Je viens de relire une fois de plus votre discours prononcé le 9 juin 2007 à l’occasion du 47ème Congrès de l’Unapei.
Permettez moi, Monsieur le Président de reprendre quelques passages avec vous …
En effet, vous nous avez longuement félicités pour notre courage, notre dévouement, notre détermination. Mais, que croyez-vous, avons-nous le choix ? Comme vous le dîtes, devant les carences de l’Etat, que devions nous faire, baisser les bras, abandonner nos enfants ?!
« Je veux que la société reconnaisse le travail remarquable de ceux qui, comme vous, se dévouent pour elle. Votre engagement est précieux. Il est souvent indispensable. Je veux transmettre cette valeur de l’engagement et pour cela valoriser le bénévolat. Ainsi, comme je l’ai annoncé, je donnerai des avantages concrets à ceux qui donnent de leur temps à la société dans les associations. »
Comment osez-vous, Monsieur le président, proposer du bénévolat pour pallier aux manques de l’état ?
Comment osez-vous proposer du bénévolat alors que nos enfants ont besoin de personnes formées aux problèmes du handicap et de la dépendance pour être correctement pris en charge ?
« Aujourd’hui, je suis venu vous remercier, vous qui donnez un visage à une France solidaire et humaine. »
Nous remercier de quoi ? D’essayer d’élever nos enfants comme n’importe quels parents. Croyez vous que nous avons attendu les remerciements et les encouragements d’un président, mais vous nous prenez pour qui ? Des parents ingrats, incapables de prendre nos responsabilités ?

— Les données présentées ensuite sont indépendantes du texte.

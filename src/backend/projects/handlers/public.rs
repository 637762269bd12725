/**
 * Public Project Handlers
 *
 * Anonymous reads under /api/straging/public. The owner id is left out of
 * every project returned here.
 */

use axum::extract::{Path, Query, State};

use crate::backend::error::BackendError;
use crate::backend::projects::handlers::types::ProjectsPage;
use crate::backend::projects::handlers::{list_page, load_project};
use crate::backend::server::state::AppState;
use crate::backend::store::ProjectScope;
use crate::shared::{ApiResponse, PageQuery};
use crate::staging::ProjectView;

pub async fn public_list_projects(
    State(app_state): State<AppState>,
    Query(query): Query<PageQuery>,
) -> Result<ApiResponse<ProjectsPage>, BackendError> {
    let page = list_page(&app_state, ProjectScope::All, &query, ProjectView::public).await?;
    Ok(ApiResponse::success("Public staging projects retrieved successfully", page))
}

pub async fn public_get_project(
    State(app_state): State<AppState>,
    Path(id): Path<String>,
) -> Result<ApiResponse<ProjectView>, BackendError> {
    let project = load_project(&app_state, &id, ProjectScope::All).await?;
    Ok(ApiResponse::success(
        "Staging project details retrieved successfully",
        ProjectView::public(&project),
    ))
}
/**
 * Admin Account Routes
 *
 * ## Public
 * - `POST /api/admin/login`, `POST /api/admin/create`
 * - `POST /api/admin/forgot-password`
 *
 * ## Admin token
 * - `GET /api/admin/profile`, `PUT /api/admin/update`
 * - `POST /api/admin/reset-password`
 */

use axum::middleware::from_fn_with_state;
use axum::routing::{get, post, put};
use axum::Router;

use crate::backend::admin::handlers::{
    admin_forgot_password, admin_login, admin_profile, admin_reset_password, create_admin, update_admin,
};
use crate::backend::middleware::auth::admin_middleware;
use crate::backend::server::state::AppState;

pub fn configure_admin_routes(router: Router<AppState>, app_state: &AppState) -> Router<AppState> {
    let public = Router::new()
        .route("/api/admin/login", post(admin_login))
        .route("/api/admin/create", post(create_admin))
        .route("/api/admin/forgot-password", post(admin_forgot_password));

    let admin = Router::new()
        .route("/api/admin/profile", get(admin_profile))
        .route("/api/admin/update", put(update_admin))
        .route("/api/admin/reset-password", post(admin_reset_password))
        .route_layer(from_fn_with_state(app_state.clone(), admin_middleware));

    router.merge(public).merge(admin)
}
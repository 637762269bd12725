//! Identifier generation
//!
//! External ids look like `area_1718000000000_k3j9x0a1b2c`: a kind prefix,
//! the creation time in unix milliseconds and a random lowercase base36
//! suffix. Document-internal ids (`_id`) are 24 hex characters.

use chrono::Utc;
use rand::Rng;

const BASE36: &[u8] = b"0123456789abcdefghijklmnopqrstuvwxyz";
const SUFFIX_LEN: usize = 11;

/// Kinds of externally visible ids
#[derive(Debug, Clone, Copy, PartialEq, Eq)]
pub enum IdKind {
    Area,
    Hotspot,
    Info,
    Item,
    Instance,
}

impl IdKind {
    pub fn prefix(self) -> &'static str {
        match self {
            Self::Area => "area",
            Self::Hotspot => "hotspot",
            Self::Info => "info",
            Self::Item => "item",
            Self::Instance => "inst",
        }
    }
}

/// `<prefix>_<unixMillis>_<base36>`
pub fn new_id(kind: IdKind) -> String {
    format!(
        "{}_{}_{}",
        kind.prefix(),
        Utc::now().timestamp_millis(),
        random_base36(SUFFIX_LEN)
    )
}

pub fn document_id() -> String {
    let mut rng = rand::thread_rng();
    format!("{:016x}{:08x}", rng.gen::<u64>(), rng.gen::<u32>())
}

fn random_base36(len: usize) -> String {
    let mut rng = rand::thread_rng();
    (0..len)
        .map(|_| BASE36[rng.gen_range(0..BASE36.len())] as char)
        .collect()
}

/// Check that `id` has the `<prefix>_<millis>_<base36>` shape for `kind`
pub fn is_well_formed(kind: IdKind, id: &str) -> bool {
    let mut parts = id.splitn(3, '_');
    let (Some(prefix), Some(millis), Some(suffix)) = (parts.next(), parts.next(), parts.next()) else {
        return false;
    };
    prefix == kind.prefix()
        && !millis.is_empty()
        && millis.bytes().all(|b| b.is_ascii_digit())
        && !suffix.is_empty()
        && suffix.bytes().all(|b| b.is_ascii_digit() || b.is_ascii_lowercase())
}

#[cfg(test)]
mod tests {
    use super::*;

    #[test]
    fn test_ids_are_well_formed() {
        for kind in [IdKind::Area, IdKind::Hotspot, IdKind::Info, IdKind::Item, IdKind::Instance] {
            let id = new_id(kind);
            assert!(is_well_formed(kind, &id), "{} is malformed", id);
            assert!(id.starts_with(&format!("{}_", kind.prefix())));
        }
    }

    #[test]
    fn test_suffix_length() {
        let id = new_id(IdKind::Item);
        let suffix = id.rsplit('_').next().unwrap();
        assert_eq!(suffix.len(), SUFFIX_LEN);
    }

    #[test]
    fn test_rejects_other_kinds_and_shapes() {
        assert!(!is_well_formed(IdKind::Area, "hotspot_1_abc"));
        assert!(!is_well_formed(IdKind::Area, "area_12x_abc"));
        assert!(!is_well_formed(IdKind::Area, "area_12_ABC"));
        assert!(!is_well_formed(IdKind::Area, "area_12"));
    }

    #[test]
    fn test_document_ids_are_hex() {
        let id = document_id();
        assert_eq!(id.len(), 24);
        assert!(id.bytes().all(|b| b.is_ascii_hexdigit()));
        assert_ne!(id, document_id());
    }
}
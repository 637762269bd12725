/**
 * Multipart Form Reading
 *
 * Staging endpoints take `multipart/form-data`: text fields for names and
 * coordinates, and one image file. The whole form is drained into a
 * `FormData` before any validation so handlers can look fields up by name.
 */

use std::collections::HashMap;

use axum::extract::Multipart;

use crate::backend::error::BackendError;
use crate::backend::upload::storage::UploadedFile;
use crate::shared::numeric::parse_number;
use crate::shared::SharedError;

#[derive(Debug, Default)]
pub struct FormData {
    fields: HashMap<String, String>,
    files: Vec<UploadedFile>,
}

impl FormData {
    /// Drain every field of a multipart body
    pub async fn read(mut multipart: Multipart) -> Result<Self, BackendError> {
        let mut form = Self::default();

        while let Some(field) = multipart.next_field().await.map_err(|e| {
            tracing::warn!("Failed to read multipart field: {}", e);
            BackendError::bad_request(format!("Invalid form data: {}", e.body_text()))
        })? {
            let name = field.name().unwrap_or_default().to_string();
            match field.file_name().map(str::to_string) {
                Some(file_name) => {
                    let content_type = field
                        .content_type()
                        .unwrap_or("application/octet-stream")
                        .to_string();
                    let bytes = field.bytes().await.map_err(|e| {
                        tracing::warn!("Failed to read upload {}: {}", name, e);
                        BackendError::bad_request(format!("Invalid file upload: {}", e.body_text()))
                    })?;
                    form.files.push(UploadedFile {
                        field: name,
                        file_name,
                        content_type,
                        bytes,
                    });
                }
                None => {
                    let text = field.text().await.map_err(|e| {
                        BackendError::bad_request(format!("Invalid form field {}: {}", name, e.body_text()))
                    })?;
                    form.fields.insert(name, text);
                }
            }
        }

        Ok(form)
    }

    /// Trimmed text value, `None` when absent or blank
    pub fn text(&self, name: &str) -> Option<&str> {
        self.fields
            .get(name)
            .map(|value| value.trim())
            .filter(|value| !value.is_empty())
    }

    /// Owned copy of [`FormData::text`]
    pub fn string(&self, name: &str) -> Option<String> {
        self.text(name).map(str::to_string)
    }

    /// Numeric value; absent or blank gives `None`, non-numeric is an error
    pub fn number(&self, name: &str) -> Result<Option<f64>, SharedError> {
        self.text(name).map(|text| parse_number(name, text)).transpose()
    }

    /// `"true"` or `"1"`; anything else present is false
    pub fn flag(&self, name: &str) -> Option<bool> {
        self.text(name)
            .map(|text| matches!(text.to_ascii_lowercase().as_str(), "true" | "1"))
    }

    /// Remove and return the first file sent under `name`
    pub fn take_file(&mut self, name: &str) -> Option<UploadedFile> {
        let index = self.files.iter().position(|file| file.field == name)?;
        Some(self.files.remove(index))
    }

    #[cfg(test)]
    pub(crate) fn with_fields(fields: &[(&str, &str)]) -> Self {
        Self {
            fields: fields
                .iter()
                .map(|(name, value)| (name.to_string(), value.to_string()))
                .collect(),
            files: Vec::new(),
        }
    }
}
/**
 * Register Handler
 *
 * POST /api/users/register
 *
 * # Registration Process
 *
 * 1. Require `fullName`, `email` and `password`
 * 2. Normalize the email and enforce the password rules
 * 3. Reject an email that is already registered (409)
 * 4. Hash the password with bcrypt at the configured cost
 * 5. Create the user and start a session
 */

use axum::{extract::State, response::Json};

use crate::backend::auth::handlers::types::{AuthResponse, RegisterRequest};
use crate::backend::auth::handlers::{present, start_session};
use crate::backend::auth::users::{hash_password, normalize_email, validate_password, AuthProvider, NewUser};
use crate::backend::error::BackendError;
use crate::backend::server::state::AppState;
use crate::backend::store::StoreError;
use crate::shared::ApiResponse;

pub async fn register(
    State(app_state): State<AppState>,
    Json(request): Json<RegisterRequest>,
) -> Result<ApiResponse<AuthResponse>, BackendError> {
    let (Some(full_name), Some(email), Some(password)) = (
        present(&request.full_name),
        present(&request.email),
        request.password.as_deref().filter(|p| !p.is_empty()),
    ) else {
        return Err(BackendError::bad_request("Full name, email and password are required"));
    };

    let email = normalize_email(email)?;
    validate_password(password)?;
    tracing::info!("Registration request for: {}", email);

    if app_state.users.find_user_by_email(&email).await?.is_some() {
        tracing::warn!("Email already registered: {}", email);
        return Err(BackendError::conflict("User already exists with this email"));
    }

    let password_hash = hash_password(password, app_state.config.bcrypt_cost)?;
    let user = app_state
        .users
        .create_user(NewUser {
            email,
            full_name: Some(full_name.to_string()),
            mobile: present(&request.mobile).map(str::to_string),
            password_hash: Some(password_hash),
            profile_img: None,
            google_uid: None,
            auth_provider: AuthProvider::Email,
            is_email_verified: false,
        })
        .await
        .map_err(|e| match e {
            StoreError::Conflict(_) => BackendError::conflict("User already exists with this email"),
            other => other.into(),
        })?;

    tracing::info!(user_id = %user.id, "User registered");
    let session = start_session(&app_state, &user).await?;
    Ok(ApiResponse::created("User registered successfully", session))
}
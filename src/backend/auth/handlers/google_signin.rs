/**
 * Google Sign-In Handler
 *
 * POST /api/users/google-signin
 *
 * The ID token is verified by the configured `IdentityVerifier`. The account
 * is then found by Google uid, or by email (linking the Google uid to the
 * existing account), or created as a `google` account.
 */

use axum::{extract::State, http::StatusCode, response::Json};

use crate::backend::auth::google::IdentityError;
use crate::backend::auth::handlers::types::{AuthResponse, GoogleSignInRequest};
use crate::backend::auth::handlers::{present, start_session};
use crate::backend::auth::users::{normalize_email, AuthProvider, NewUser, User};
use crate::backend::error::BackendError;
use crate::backend::server::state::AppState;
use crate::shared::ApiResponse;

pub async fn google_signin(
    State(app_state): State<AppState>,
    Json(request): Json<GoogleSignInRequest>,
) -> Result<ApiResponse<AuthResponse>, BackendError> {
    let id_token = present(&request.id_token)
        .ok_or_else(|| BackendError::bad_request("Google ID token is required"))?;

    let profile = app_state.identity.verify(id_token).await.map_err(|e| match e {
        IdentityError::Rejected => BackendError::unauthorized("Invalid Google token"),
        IdentityError::NotConfigured => {
            BackendError::handler(StatusCode::SERVICE_UNAVAILABLE, "Google sign-in is not configured")
        }
        IdentityError::Transport(err) => BackendError::internal(format!("Google tokeninfo request failed: {}", err)),
    })?;
    let email = normalize_email(&profile.email)?;

    let user = match app_state.users.find_user_by_google_uid(&profile.uid).await? {
        Some(user) => user,
        None => match app_state.users.find_user_by_email(&email).await? {
            Some(existing) => {
                tracing::info!(user_id = %existing.id, "Linking Google account to existing user");
                app_state
                    .users
                    .link_google(existing.id, &profile.uid, profile.email_verified)
                    .await?
                    .ok_or_else(|| BackendError::internal("user vanished while linking Google account"))?
            }
            None => {
                let user = app_state
                    .users
                    .create_user(NewUser {
                        email,
                        full_name: profile.name.clone(),
                        mobile: None,
                        password_hash: None,
                        profile_img: profile.picture.clone(),
                        google_uid: Some(profile.uid.clone()),
                        auth_provider: AuthProvider::Google,
                        is_email_verified: profile.email_verified,
                    })
                    .await?;
                tracing::info!(user_id = %user.id, "User created from Google sign-in");
                user
            }
        },
    };

    ensure_active(&user)?;
    let session = start_session(&app_state, &user).await?;
    Ok(ApiResponse::success("Google sign-in successful", session))
}

fn ensure_active(user: &User) -> Result<(), BackendError> {
    if user.is_deleted {
        tracing::warn!(user_id = %user.id, "Deleted user attempted Google sign-in");
        return Err(BackendError::forbidden("Account has been deleted"));
    }
    Ok(())
}
//! Staging Backend - Main Library
//!
//! REST backend for virtual room staging. Users upload photos of a property
//! and annotate them with areas (rooms/views), hotspots linking one area to
//! another, info markers and placeable furniture items.
//!
//! # Module Structure
//!
//! - **`staging`** - The project document and its graph consistency rules
//!   - Areas, hotspots, info markers, library items and placements
//!   - Image-field relocation between the project and its areas
//!   - Cascading and single-hop deletes
//!
//! - **`shared`** - Types used by every layer
//!   - Error types, response envelope, pagination, configuration
//!
//! - **`backend`** - Server-side code (only compiled with `server` feature)
//!   - Axum HTTP server, routing and middleware
//!   - User/admin authentication (bcrypt + JWT, Google ID tokens)
//!   - Document store (Postgres or in-memory) and upload storage
//!
//! # Feature Flags
//!
//! - **`server`** (default) - enables the backend modules and the
//!   `staging-server` binary
//!
//! # Usage
//!
//! ```rust,no_run
//! use staging_backend::backend::server::init::create_app;
//! use staging_backend::shared::config::AppConfig;
//!
//! # async fn example() -> Result<(), Box<dyn std::error::Error>> {
//! let config = AppConfig::from_env()?;
//! let app = create_app(config).await;
//! // Serve `app` with axum::serve
//! # Ok(())
//! # }
//! ```
//!
//! # Error Handling
//!
//! - `staging::GraphError` for rule violations inside a project document
//! - `shared::SharedError` for validation and serialization failures
//! - `backend::error::BackendError` for everything that reaches HTTP

/// Shared types and data structures
pub mod shared;

/// Project document model and graph consistency layer
pub mod staging;

/// Backend server-side code
#[cfg(feature = "server")]
pub mod backend;
/**
 * PostgreSQL Store
 *
 * Implements every store trait on a `PgPool`. Projects are stored one row
 * per project; areas, hotspots, info markers and the item library are JSONB
 * columns written back in full on every save.
 *
 * Unique violations on `email` surface as `StoreError::Conflict("email")`.
 */

use async_trait::async_trait;
use chrono::{DateTime, Utc};
use sqlx::types::Json;
use sqlx::PgPool;
use uuid::Uuid;

use crate::backend::admin::accounts::{Admin, AdminUpdate, NewAdmin};
use crate::backend::auth::users::{NewUser, ProfileUpdate, User, UserListQuery};
use crate::backend::store::{
    like_pattern, AdminStore, ProjectScope, ProjectStore, RefreshTokenStore, StoreError, UserStore,
};
use crate::shared::{Page, PageQuery};
use crate::staging::{Area, Hotspot, InfoMarker, LibraryItem, Project, ProjectImage};

const PROJECT_COLUMNS: &str = "id, project_name, street_address, apt_landmark, city_locality, state, country, note, \
     image, areas, hotspots, info, items, created_by, created_at, updated_at";

const USER_COLUMNS: &str = "id, email, full_name, mobile, password_hash, profile_img, google_uid, auth_provider, \
     is_email_verified, is_deleted, deleted_at, created_at, updated_at";

const ADMIN_COLUMNS: &str = "id, first_name, last_name, email, password_hash, profile_img, reset_token, \
     reset_token_expires_at, created_at, updated_at";

#[derive(Debug, Clone)]
pub struct PgStore {
    pool: PgPool,
}

impl PgStore {
    pub fn new(pool: PgPool) -> Self {
        Self { pool }
    }

    /// Connect and bring the schema up to date
    pub async fn connect(database_url: &str) -> Result<Self, StoreError> {
        let pool = PgPool::connect(database_url).await?;
        sqlx::migrate!().run(&pool).await?;
        Ok(Self::new(pool))
    }
}

fn map_unique(err: sqlx::Error) -> StoreError {
    match &err {
        sqlx::Error::Database(db) if db.is_unique_violation() => StoreError::Conflict("email"),
        _ => StoreError::Database(err),
    }
}

#[derive(sqlx::FromRow)]
struct ProjectRow {
    id: Uuid,
    project_name: String,
    street_address: String,
    apt_landmark: Option<String>,
    city_locality: String,
    state: String,
    country: String,
    note: Option<String>,
    image: Option<Json<ProjectImage>>,
    areas: Json<Vec<Area>>,
    hotspots: Json<Vec<Hotspot>>,
    info: Json<Vec<InfoMarker>>,
    items: Json<Vec<LibraryItem>>,
    created_by: Uuid,
    created_at: DateTime<Utc>,
    updated_at: DateTime<Utc>,
}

« Au risque de vous surprendre, je ne suis pas venu pour apporter de la compassion. Car je sais que vous n’avez pas besoin d’être plaints. Je suis venu pour vous adresser de la considération, de l’attention et du respect. Je suis venu vous parler d’espoir. »
Oui, cher Président, cette façon de faire est bien surprenante, car avec un peu plus de compassion, vous pourriez vous rendre compte des vraies difficultés de notre quotidien. Et nous n’avons pas besoin de pitié. C’est assez difficile comme ça !
« Les personnes handicapées n’ont pas une place particulière dans notre société, comme cela leur est parfois signifié. Elles ont, de fait, toute leur place dans la société. A l’école, au travail, dans les loisirs : la place des personnes handicapées est au milieu des personnes valides, ni plus, ni moins. «
Alors, parlons-en, de cette place et de vos propositions …
L’école : Je dois dire que je ne comprends pas votre mesure du droit opposable à la scolarité. Je croyais que la loi de 2005 avait posée les bases de l’intégration des enfants handicapés dans les écoles ordinaires. Mais que les problèmes rencontrés s’articulent autour de trois points,
- l’accessibilité des locaux,
- le manque de formation et le manque de motivation des instituteurs,
- et surtout le manque d’auxiliaire scolaire.
En quoi ce droit opposable va régler les problèmes ? Je me demande si vous avez réellement mesuré les difficultés liées à la scolarité des enfants handicapés.
Croyez-vous que les parents d’enfants disons sans problèmes vont accepter que les instituteurs soient accaparés par le handicap visuel, moteur, ou mental. La solidarité à ses limites M. Sarkozy !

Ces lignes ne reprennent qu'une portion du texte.